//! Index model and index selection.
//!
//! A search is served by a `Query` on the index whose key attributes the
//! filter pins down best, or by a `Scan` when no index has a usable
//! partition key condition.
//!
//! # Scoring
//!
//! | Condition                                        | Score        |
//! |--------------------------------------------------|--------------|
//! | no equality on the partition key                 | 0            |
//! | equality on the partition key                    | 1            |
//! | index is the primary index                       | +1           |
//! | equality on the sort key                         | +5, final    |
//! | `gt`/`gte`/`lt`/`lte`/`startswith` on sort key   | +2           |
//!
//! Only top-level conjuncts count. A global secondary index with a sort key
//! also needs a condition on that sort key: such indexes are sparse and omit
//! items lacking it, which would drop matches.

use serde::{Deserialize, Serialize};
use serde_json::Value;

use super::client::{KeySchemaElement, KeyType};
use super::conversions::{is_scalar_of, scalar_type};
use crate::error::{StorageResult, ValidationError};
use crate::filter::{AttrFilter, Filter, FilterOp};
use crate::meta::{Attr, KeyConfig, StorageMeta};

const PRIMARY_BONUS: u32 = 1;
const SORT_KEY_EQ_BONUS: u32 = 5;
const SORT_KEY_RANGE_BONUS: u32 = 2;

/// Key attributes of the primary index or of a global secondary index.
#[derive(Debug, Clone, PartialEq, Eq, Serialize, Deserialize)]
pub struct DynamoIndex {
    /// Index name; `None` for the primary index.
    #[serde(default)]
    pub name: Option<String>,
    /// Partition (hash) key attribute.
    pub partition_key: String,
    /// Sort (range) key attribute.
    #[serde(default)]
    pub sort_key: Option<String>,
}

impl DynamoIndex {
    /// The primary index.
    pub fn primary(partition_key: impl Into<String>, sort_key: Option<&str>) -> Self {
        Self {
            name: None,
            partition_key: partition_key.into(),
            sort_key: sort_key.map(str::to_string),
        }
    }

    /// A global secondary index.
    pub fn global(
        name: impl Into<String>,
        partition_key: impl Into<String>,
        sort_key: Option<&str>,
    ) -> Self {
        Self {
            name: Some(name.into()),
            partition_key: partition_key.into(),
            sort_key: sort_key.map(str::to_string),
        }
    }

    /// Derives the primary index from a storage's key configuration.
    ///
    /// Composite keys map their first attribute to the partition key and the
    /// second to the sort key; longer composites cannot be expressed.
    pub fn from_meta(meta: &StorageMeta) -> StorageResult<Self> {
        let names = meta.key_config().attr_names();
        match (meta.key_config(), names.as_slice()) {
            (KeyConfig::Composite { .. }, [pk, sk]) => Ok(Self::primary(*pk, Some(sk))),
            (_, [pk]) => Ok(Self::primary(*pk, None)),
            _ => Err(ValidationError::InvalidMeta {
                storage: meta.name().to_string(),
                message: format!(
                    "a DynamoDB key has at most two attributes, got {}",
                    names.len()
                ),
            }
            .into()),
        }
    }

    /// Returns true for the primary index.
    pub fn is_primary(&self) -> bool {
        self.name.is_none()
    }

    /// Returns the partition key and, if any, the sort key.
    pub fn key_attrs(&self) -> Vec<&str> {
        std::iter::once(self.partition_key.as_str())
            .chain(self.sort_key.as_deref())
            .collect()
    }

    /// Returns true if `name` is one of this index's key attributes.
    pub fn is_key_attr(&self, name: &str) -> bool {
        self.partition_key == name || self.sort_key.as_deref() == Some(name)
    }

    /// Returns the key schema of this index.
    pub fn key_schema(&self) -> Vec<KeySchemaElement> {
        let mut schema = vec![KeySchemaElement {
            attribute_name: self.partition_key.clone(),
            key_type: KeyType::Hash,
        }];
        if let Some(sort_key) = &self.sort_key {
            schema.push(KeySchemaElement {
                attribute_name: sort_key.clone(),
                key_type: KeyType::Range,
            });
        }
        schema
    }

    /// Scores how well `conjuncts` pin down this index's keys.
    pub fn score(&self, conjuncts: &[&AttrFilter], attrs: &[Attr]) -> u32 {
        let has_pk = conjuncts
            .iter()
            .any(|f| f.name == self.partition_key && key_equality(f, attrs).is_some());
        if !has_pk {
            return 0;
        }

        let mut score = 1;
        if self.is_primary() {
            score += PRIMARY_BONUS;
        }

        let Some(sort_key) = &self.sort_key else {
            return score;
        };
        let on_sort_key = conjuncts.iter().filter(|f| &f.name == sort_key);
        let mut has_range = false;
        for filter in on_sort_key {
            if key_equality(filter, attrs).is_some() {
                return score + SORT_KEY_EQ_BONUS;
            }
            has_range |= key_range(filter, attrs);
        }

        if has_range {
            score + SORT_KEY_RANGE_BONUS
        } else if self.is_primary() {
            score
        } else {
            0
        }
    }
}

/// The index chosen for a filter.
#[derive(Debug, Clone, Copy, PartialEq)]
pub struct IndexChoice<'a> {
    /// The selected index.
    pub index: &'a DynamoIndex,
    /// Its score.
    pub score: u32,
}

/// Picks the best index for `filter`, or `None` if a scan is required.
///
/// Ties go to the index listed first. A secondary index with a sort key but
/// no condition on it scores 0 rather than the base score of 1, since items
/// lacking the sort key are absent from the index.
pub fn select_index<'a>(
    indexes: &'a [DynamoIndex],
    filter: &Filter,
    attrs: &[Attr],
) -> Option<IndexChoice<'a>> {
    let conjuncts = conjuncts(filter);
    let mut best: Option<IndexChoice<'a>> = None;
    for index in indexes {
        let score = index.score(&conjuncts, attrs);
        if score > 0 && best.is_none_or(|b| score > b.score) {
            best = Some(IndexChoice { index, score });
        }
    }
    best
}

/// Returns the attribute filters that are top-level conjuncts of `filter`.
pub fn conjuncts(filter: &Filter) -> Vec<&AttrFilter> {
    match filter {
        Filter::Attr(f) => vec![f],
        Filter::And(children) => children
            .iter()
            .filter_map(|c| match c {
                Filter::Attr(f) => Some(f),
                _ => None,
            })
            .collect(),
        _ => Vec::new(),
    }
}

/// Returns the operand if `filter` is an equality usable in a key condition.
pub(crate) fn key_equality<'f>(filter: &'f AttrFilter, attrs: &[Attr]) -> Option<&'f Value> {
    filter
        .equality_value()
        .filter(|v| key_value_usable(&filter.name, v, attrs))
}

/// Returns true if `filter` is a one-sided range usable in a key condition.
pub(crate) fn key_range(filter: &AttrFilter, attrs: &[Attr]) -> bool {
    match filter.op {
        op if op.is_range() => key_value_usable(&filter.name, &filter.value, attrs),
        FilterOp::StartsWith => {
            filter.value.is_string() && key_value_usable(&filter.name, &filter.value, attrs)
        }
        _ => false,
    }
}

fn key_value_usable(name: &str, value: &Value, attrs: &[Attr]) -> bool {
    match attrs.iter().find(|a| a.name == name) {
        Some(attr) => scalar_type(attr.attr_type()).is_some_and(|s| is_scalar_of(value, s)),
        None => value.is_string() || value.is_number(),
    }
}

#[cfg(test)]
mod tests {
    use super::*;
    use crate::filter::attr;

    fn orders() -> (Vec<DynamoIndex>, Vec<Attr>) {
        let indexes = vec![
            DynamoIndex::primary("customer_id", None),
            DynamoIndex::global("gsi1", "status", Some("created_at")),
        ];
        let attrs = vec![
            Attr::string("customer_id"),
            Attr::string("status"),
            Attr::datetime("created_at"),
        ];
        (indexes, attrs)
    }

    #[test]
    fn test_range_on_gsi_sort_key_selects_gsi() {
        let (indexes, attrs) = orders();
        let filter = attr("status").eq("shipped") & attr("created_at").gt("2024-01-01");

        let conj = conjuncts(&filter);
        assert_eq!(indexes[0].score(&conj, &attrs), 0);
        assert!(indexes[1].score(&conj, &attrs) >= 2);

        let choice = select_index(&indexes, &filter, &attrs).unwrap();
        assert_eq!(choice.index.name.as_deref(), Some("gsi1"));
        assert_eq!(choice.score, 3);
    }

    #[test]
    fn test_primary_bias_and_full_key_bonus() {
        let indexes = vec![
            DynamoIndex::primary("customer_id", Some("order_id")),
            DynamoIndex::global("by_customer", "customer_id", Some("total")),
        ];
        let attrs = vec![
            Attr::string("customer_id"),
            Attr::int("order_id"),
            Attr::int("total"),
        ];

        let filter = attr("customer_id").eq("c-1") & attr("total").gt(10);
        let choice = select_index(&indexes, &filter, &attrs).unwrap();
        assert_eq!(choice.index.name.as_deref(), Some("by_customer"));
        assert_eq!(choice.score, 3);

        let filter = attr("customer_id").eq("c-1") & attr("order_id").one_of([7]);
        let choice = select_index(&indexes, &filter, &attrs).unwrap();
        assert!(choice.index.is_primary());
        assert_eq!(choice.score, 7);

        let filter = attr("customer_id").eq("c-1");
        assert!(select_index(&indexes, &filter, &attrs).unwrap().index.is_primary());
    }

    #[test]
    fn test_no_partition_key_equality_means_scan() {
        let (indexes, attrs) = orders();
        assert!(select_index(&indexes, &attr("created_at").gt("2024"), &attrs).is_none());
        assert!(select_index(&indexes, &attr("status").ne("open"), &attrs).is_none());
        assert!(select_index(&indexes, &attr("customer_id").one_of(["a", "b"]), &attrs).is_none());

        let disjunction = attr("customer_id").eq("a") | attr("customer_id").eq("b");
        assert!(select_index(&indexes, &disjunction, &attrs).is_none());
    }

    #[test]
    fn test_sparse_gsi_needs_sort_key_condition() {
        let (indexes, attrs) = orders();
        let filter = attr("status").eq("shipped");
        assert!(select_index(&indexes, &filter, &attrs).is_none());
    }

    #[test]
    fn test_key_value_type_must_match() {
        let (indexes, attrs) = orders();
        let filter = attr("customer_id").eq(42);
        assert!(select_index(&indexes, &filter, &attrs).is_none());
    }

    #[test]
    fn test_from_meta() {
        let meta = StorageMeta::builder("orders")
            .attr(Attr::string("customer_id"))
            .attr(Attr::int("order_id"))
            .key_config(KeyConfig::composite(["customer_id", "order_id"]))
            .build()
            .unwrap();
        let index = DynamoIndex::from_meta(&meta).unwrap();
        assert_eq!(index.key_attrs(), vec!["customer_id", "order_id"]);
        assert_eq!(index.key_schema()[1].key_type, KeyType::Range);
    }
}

----------

Everything above from the line containing "self.partition_key && key_equality(f, attrs).is_some());" through the line containing "for filter in" must be copied exactly. Nothing outside that range belongs in the answer.

* Reply to the task:
            .any(|f| f.name == self.partition_key && key_equality(f, attrs).is_some());
        if !has_pk {
            return 0;
        }

        let mut score = 1;
        if self.is_primary() {
            score += PRIMARY_BONUS;
        }

        let Some(sort_key) = &self.sort_key else {
            return score;
        };
        let on_sort_key = conjuncts.iter().filter(|f| &f.name == sort_key);
        let mut has_range = false;
        for filter in on_sort_key {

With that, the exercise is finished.